• What is being asked
Whenever a line contains the string "send", copy it out of the entries.

Stored data

——————

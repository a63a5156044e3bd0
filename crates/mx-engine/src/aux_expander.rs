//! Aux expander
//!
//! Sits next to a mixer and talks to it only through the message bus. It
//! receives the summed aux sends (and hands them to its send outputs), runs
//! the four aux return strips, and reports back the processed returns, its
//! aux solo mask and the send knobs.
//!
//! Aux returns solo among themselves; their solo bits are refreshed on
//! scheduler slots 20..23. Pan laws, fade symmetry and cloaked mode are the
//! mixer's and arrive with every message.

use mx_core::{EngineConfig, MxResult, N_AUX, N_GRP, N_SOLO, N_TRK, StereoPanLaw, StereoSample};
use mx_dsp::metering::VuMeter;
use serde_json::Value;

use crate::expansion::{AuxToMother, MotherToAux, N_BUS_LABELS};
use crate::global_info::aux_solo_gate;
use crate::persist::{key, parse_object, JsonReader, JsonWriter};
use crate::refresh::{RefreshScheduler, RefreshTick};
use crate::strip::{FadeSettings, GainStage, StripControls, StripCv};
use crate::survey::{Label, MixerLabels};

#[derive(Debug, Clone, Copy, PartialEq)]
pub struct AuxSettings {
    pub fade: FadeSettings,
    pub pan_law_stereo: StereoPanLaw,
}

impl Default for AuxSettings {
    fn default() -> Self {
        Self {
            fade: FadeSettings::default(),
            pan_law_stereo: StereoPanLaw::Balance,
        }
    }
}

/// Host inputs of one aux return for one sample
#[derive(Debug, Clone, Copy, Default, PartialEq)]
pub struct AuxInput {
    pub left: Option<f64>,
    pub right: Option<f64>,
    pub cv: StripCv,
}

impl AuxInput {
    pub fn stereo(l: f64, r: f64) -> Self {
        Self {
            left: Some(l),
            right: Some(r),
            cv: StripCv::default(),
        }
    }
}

——————

• Answer space
//! receives the summed aux sends (and hands them to its send outputs), runs
//! aux solo mask and the send knobs.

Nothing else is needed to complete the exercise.